September 04, 2008

Marshal data too short error with ActiveRecord

In my previous post about the speed of serializing data, I concluded that Marshal was the quickest way to get things done. So I set about using Marshal to store some data in an ActiveRecord object. Things worked great at first, but on some test data I got this error: marshal data too short. Luckily, Bryan Helmkamp had helpfully pointed out that there were sometimes problems with storing marshaled data in the database. He said it was best to base64 encode the marshal dump before storing.

I was curious why it was working on some things and not others. It turns out that some types of data being marshaled were causing the error to pop up. Here's the test data I used in my specs:

{ :foo => 3, :bar => 2 } # hash with symbols for keys and integer values
[3, 2.1, 4, 8]           # array with integer and float values

Everything worked when I switched the array values to all integers so it seems that floats were causing the problem.

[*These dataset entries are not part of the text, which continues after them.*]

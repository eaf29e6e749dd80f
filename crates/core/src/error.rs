/// Errors raised by a timeline's own actions and assertions.
///
/// These are failures of the timeline contract (a missing state key, an
/// assertion about provider behaviour that did not hold), or provider calls
/// that failed while the action was running.
#[derive(Debug, thiserror::Error)]
pub enum StepError {
    /// A step read a state key that no earlier write step produced.
    #[error("run state has no value for '{key}'")]
    MissingState { key: String },

    /// A call the timeline expected the provider to reject was accepted.
    #[error("expected the provider to reject {call}, but it succeeded")]
    UnexpectedSuccess { call: String },

    /// An equality or shape assertion embedded in the timeline failed.
    #[error("assertion failed: {0}")]
    Assertion(String),

    /// A provider call made by the step failed.
    #[error("provider call failed: {0}")]
    Provider(#[source] Box<dyn std::error::Error + Send + Sync>),
}

impl StepError {
    pub fn assertion(message: impl Into<String>) -> Self {
        StepError::Assertion(message.into())
    }
}

/// Fail with [`StepError::Assertion`] unless `left == right`.
pub fn ensure_eq<T: PartialEq + std::fmt::Debug>(
    left: &T,
    right: &T,
    what: &str,
) -> Result<(), StepError> {
    if left == right {
        Ok(())
    } else {
        Err(StepError::Assertion(format!(
            "{}: {:?} != {:?}",
            what, left, right
        )))
    }
}
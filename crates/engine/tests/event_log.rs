//! List-endpoint checks against the in-memory provider.

use std::time::Duration;

use eventseq_testkit::{event_log_checks, InMemoryProvider};

event_log_checks!(InMemoryProvider::with_lag(Duration::from_millis(800)));
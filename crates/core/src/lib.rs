//! eventseq-core: data model for the eventseq timeline harness.
//!
//! A [`Timeline`] is an ordered list of [`Step`]s. Running it against a live
//! provider account produces a [`RunStep`] per write step plus the provider's
//! [`Event`] log; together they form a fixture bundle.
//!
//! This crate has no I/O. The provider client lives in `eventseq-provider`,
//! the runner and fixture writer in `eventseq-engine`.

pub mod error;
pub mod event;
pub mod record;
pub mod state;
pub mod step;

pub use error::{ensure_eq, StepError};
pub use event::{Event, EventData};
pub use record::{verify_partition, EventsDocument, RunStep, StepsDocument};
pub use state::{RunState, StateDelta};
pub use step::{AssertFn, BoxFuture, Step, Timeline, WriteFn, WriteStep};
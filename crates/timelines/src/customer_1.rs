//! Customer create, two updates in one step, delete.

use eventseq_core::{RunState, StateDelta, Step, StepError, Timeline};
use eventseq_provider::{Params, StripeClient};

use crate::helpers::{id_of, write};

pub fn timeline(stripe: &StripeClient) -> Timeline {
    vec![
        Step::tag("c"),
        write(stripe, &["customer.created"], create),
        Step::tag("u"),
        write(stripe, &["customer.updated", "customer.updated"], update),
        Step::tag("d"),
        write(stripe, &["customer.deleted"], delete),
    ]
}

async fn create(stripe: StripeClient, _state: RunState) -> Result<StateDelta, StepError> {
    let customer = stripe
        .create(
            "customers",
            Params::new()
                .set("name", "C1.customer_1 Test")
                .metadata("tid", "c_1"),
        )
        .await?;
    Ok(StateDelta::new().with("c_1", id_of(&customer)?))
}

async fn update(stripe: StripeClient, state: RunState) -> Result<StateDelta, StepError> {
    let c_1 = state.get("c_1")?;
    stripe
        .update(
            "customers",
            c_1,
            Params::new().set("name", "C1.customer_1 Test Update 0"),
        )
        .await?;
    stripe
        .update(
            "customers",
            c_1,
            Params::new().set("email", "update.1@gmail.com"),
        )
        .await?;
    Ok(StateDelta::new())
}

async fn delete(stripe: StripeClient, state: RunState) -> Result<StateDelta, StepError> {
    stripe.delete("customers", state.get("c_1")?).await?;
    Ok(StateDelta::new())
}
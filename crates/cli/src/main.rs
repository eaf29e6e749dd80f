mod config;

use std::path::{Path, PathBuf};
use std::process;

use clap::{Parser, Subcommand, ValueEnum};
use eventseq_engine::{
    ensure_empty_account, render_discovery, verify_bundle, AccountReset, CommandExporter,
    CommandReset, EngineError, FixtureWriter, Runner,
};
use eventseq_provider::StripeClient;
use tracing_subscriber::{layer::SubscriberExt, util::SubscriberInitExt};

use crate::config::{select_keys, HarnessConfig, RunPayload};

/// Output format for CLI responses.
#[derive(Debug, Clone, Copy, PartialEq, Eq, ValueEnum)]
enum OutputFormat {
    Text,
    Json,
}

/// Record Stripe event fixtures by running scripted timelines.
#[derive(Parser)]
#[command(
    name = "eventseq",
    version,
    about = "Record Stripe event fixtures by running scripted timelines"
)]
struct Cli {
    /// Output format (text or json)
    #[arg(long, global = true, default_value = "text", value_enum)]
    output: OutputFormat,

    /// Suppress non-essential output
    #[arg(long, global = true)]
    quiet: bool,

    #[command(subcommand)]
    command: Commands,
}

#[derive(Subcommand)]
enum Commands {
    /// Run a timeline (or `*` for all missing ones) and write its fixture bundle
    Run {
        /// JSON payload: {"data_dir", "stripe_sec_key", "event_seq_key", "fast_mode"?}
        #[arg(long)]
        data: String,
        /// Harness config TOML (defaults to $EVENTSEQ_CONFIG)
        #[arg(long)]
        config: Option<PathBuf>,
    },

    /// List registered timeline keys
    List,

    /// Check a written bundle: event partition, step types and snapshot hashes
    Verify {
        /// Bundle directory (<data_dir>/<key>)
        dir: PathBuf,
    },
}

fn main() {
    tracing_subscriber::registry()
        .with(
            tracing_subscriber::fmt::layer()
                .with_target(false)
                .with_writer(std::io::stderr),
        )
        .with(
            tracing_subscriber::EnvFilter::try_from_default_env()
                .unwrap_or_else(|_| tracing_subscriber::EnvFilter::new("info")),
        )
        .init();

    let cli = Cli::parse();

    match cli.command {
        Commands::Run { data, config } => {
            cmd_run(&data, config.as_deref(), cli.output, cli.quiet);
        }
        Commands::List => cmd_list(cli.output),
        Commands::Verify { dir } => cmd_verify(&dir, cli.output, cli.quiet),
    }
}

fn cmd_list(output: OutputFormat) {
    let keys: Vec<&str> = eventseq_timelines::registry().keys().copied().collect();
    match output {
        OutputFormat::Text => {
            for key in keys {
                println!("{}", key);
            }
        }
        OutputFormat::Json => {
            println!("{}", serde_json::json!(keys));
        }
    }
}

fn cmd_verify(dir: &Path, output: OutputFormat, quiet: bool) {
    match verify_bundle(dir) {
        Ok(summary) => {
            if quiet {
                return;
            }
            match output {
                OutputFormat::Text => println!(
                    "valid: {} steps, {} events, {} snapshots",
                    summary.steps, summary.events, summary.snapshots
                ),
                OutputFormat::Json => println!(
                    "{}",
                    serde_json::json!({
                        "valid": true,
                        "steps": summary.steps,
                        "events": summary.events,
                        "snapshots": summary.snapshots,
                    })
                ),
            }
        }
        Err(e) => {
            report_error(&format!("invalid bundle: {}", e), output, quiet);
            process::exit(1);
        }
    }
}

fn cmd_run(data: &str, config_path: Option<&Path>, output: OutputFormat, quiet: bool) {
    let payload = match RunPayload::parse(data) {
        Ok(p) => p,
        Err(e) => {
            report_error(&e.to_string(), output, quiet);
            process::exit(1);
        }
    };
    let config = match HarnessConfig::load(config_path) {
        Ok(c) => c,
        Err(e) => {
            report_error(&e.to_string(), output, quiet);
            process::exit(1);
        }
    };

    let registry = eventseq_timelines::registry();
    let registered: Vec<&str> = registry.keys().copied().collect();
    let keys = match select_keys(&payload.event_seq_key, &registered, &payload.data_dir) {
        Ok(k) => k,
        Err(msg) => {
            report_error(&msg, output, quiet);
            process::exit(1);
        }
    };
    if !payload.fast_mode && config.exporter.binary.is_none() {
        report_error(
            "error: no exporter binary configured; set [exporter].binary or EVENTSEQ_EXPORTER_BIN",
            output,
            quiet,
        );
        process::exit(1);
    }
    tracing::info!(timelines = ?keys, fast_mode = payload.fast_mode, "selected timelines");

    let runtime = match tokio::runtime::Builder::new_current_thread()
        .enable_all()
        .build()
    {
        Ok(rt) => rt,
        Err(e) => {
            report_error(&format!("failed to create tokio runtime: {}", e), output, quiet);
            process::exit(1);
        }
    };

    let stripe = StripeClient::with_config(&payload.stripe_sec_key, &config.stripe);
    for key in keys {
        let Some(build) = registry.get(key) else {
            continue;
        };
        let result = runtime.block_on(run_timeline(key, *build, &stripe, &payload, &config));
        if let Err(e) = result {
            report_error(&format!("timeline '{}' failed: {}", key, e), output, quiet);
            process::exit(1);
        }
    }
}

async fn run_timeline(
    key: &str,
    build: eventseq_timelines::Builder,
    stripe: &StripeClient,
    payload: &RunPayload,
    config: &HarnessConfig,
) -> Result<(), EngineError> {
    tracing::info!(timeline = key, "writing timeline");
    let timeline = build(stripe);

    if payload.fast_mode {
        let options = config.run_options(&std::env::temp_dir());
        let steps = Runner::new(stripe, options).discover(timeline).await?;
        print!("{}", render_discovery(&steps));
        return Ok(());
    }

    let reset = config.reset.command.as_deref().map(CommandReset::new);
    ensure_empty_account(
        stripe,
        reset.as_ref().map(|r| r as &dyn AccountReset),
        config.reset.policy(),
    )
    .await?;

    let Some(binary) = &config.exporter.binary else {
        return Err(EngineError::Export("no exporter binary configured".to_string()));
    };
    let mut exporter = CommandExporter::new(binary, &payload.stripe_sec_key);
    if let Some(build_command) = &config.exporter.build_command {
        exporter = exporter.with_build_command(build_command);
    }

    let writer = FixtureWriter::new(&payload.data_dir, key)
        .with_snapshot_extension(&config.exporter.snapshot_extension);
    writer.prepare()?;

    let options = config.run_options(&writer.downloads_dir());
    let record = Runner::new(stripe, options)
        .with_exporter(&exporter)
        .run(timeline)
        .await;
    let written = record.and_then(|record| writer.write(record));
    if let Err(e) = written {
        if let Err(cleanup) = writer.discard() {
            tracing::warn!(error = %cleanup, "could not remove partial bundle");
        }
        return Err(e);
    }

    tracing::info!(timeline = key, dir = %writer.dir().display(), "timeline written");
    Ok(())
}

fn report_error(msg: &str, output: OutputFormat, quiet: bool) {
    if quiet {
        return;
    }
    match output {
        OutputFormat::Text => eprintln!("{}", msg),
        OutputFormat::Json => {
            eprintln!("{}", serde_json::json!({ "error": msg }));
        }
    }
}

However, in the interest of keeping everything working regardless of data types, I base64 encoded before going into the database and decoded on the way out.

I also ran the benchmarks again to determine what impact this would have on speed. Here are the results for 100 iterations on a 10k element array and a 10k element hash with and without base64 encode/decode:

                user       system     total       real
array marshal  0.200000   0.010000   0.210000 (  0.214018) (without Base64)
array marshal  0.220000   0.010000   0.230000 (  0.250260)

hash marshal   1.830000   0.040000   1.870000 (  1.892874) (without Base64)
hash marshal   2.040000   0.100000   2.140000 (  2.170405)

As you can see the difference in speed is pretty negligible. I assume that the error has to do with AR cleaning the stuff that gets inserted into the database, but I'm not really sure. In the end it's just easier to use Base64.encode64 when serializing data into a text field in ActiveRecord using Marshal.

I've also read people posting about this error when using the database session store. I can only assume that it's because they were trying to store either way too much data in their session (too much for a regular text field) or they were storing float values or some other data type that would cause this to pop up. Hopefully this helps.

August 27, 2008

Serializing data speed comparison: Marshal vs. JSON vs. Eval vs. YAML

Last night at the NYC Ruby hackfest, I got into a discussion about serializing data. Brian mentioned the Marshal library to me, which for some reason had completely escaped my attention until last night. He said it was wicked fast so we decided to run a quick benchmark comparison.

The test data is designed to roughly approximate what my stored classifier data will look like. The different methods we decided to benchmark were Marshal, json, eval, and yaml. With each one we took the in-memory object and serialized it and then read it back in. With eval we had to convert the object to ruby code to serialize it then run eval against that. Here are the results for 100 iterations on a 10k element array and a hash with 10k key/value pairs run on my Macbook Pro 2.4 GHz Core 2 Duo:

                 user      system     total       real
array marshal  0.210000   0.010000   0.220000 (  0.220701)
array json     2.180000   0.050000   2.230000 (  2.288489)
array eval     2.090000   0.060000   2.150000 (  2.240443)
array yaml    26.650000   0.350000  27.000000 ( 27.810609)

hash marshal   2.000000   0.050000   2.050000 (  2.114950)
hash json      3.700000   0.060000   3.760000 (  3.881716)
hash eval      5.370000   0.140000   5.510000 (  6.117947)
hash yaml     68.220000   0.870000  69.090000 ( 72.370784)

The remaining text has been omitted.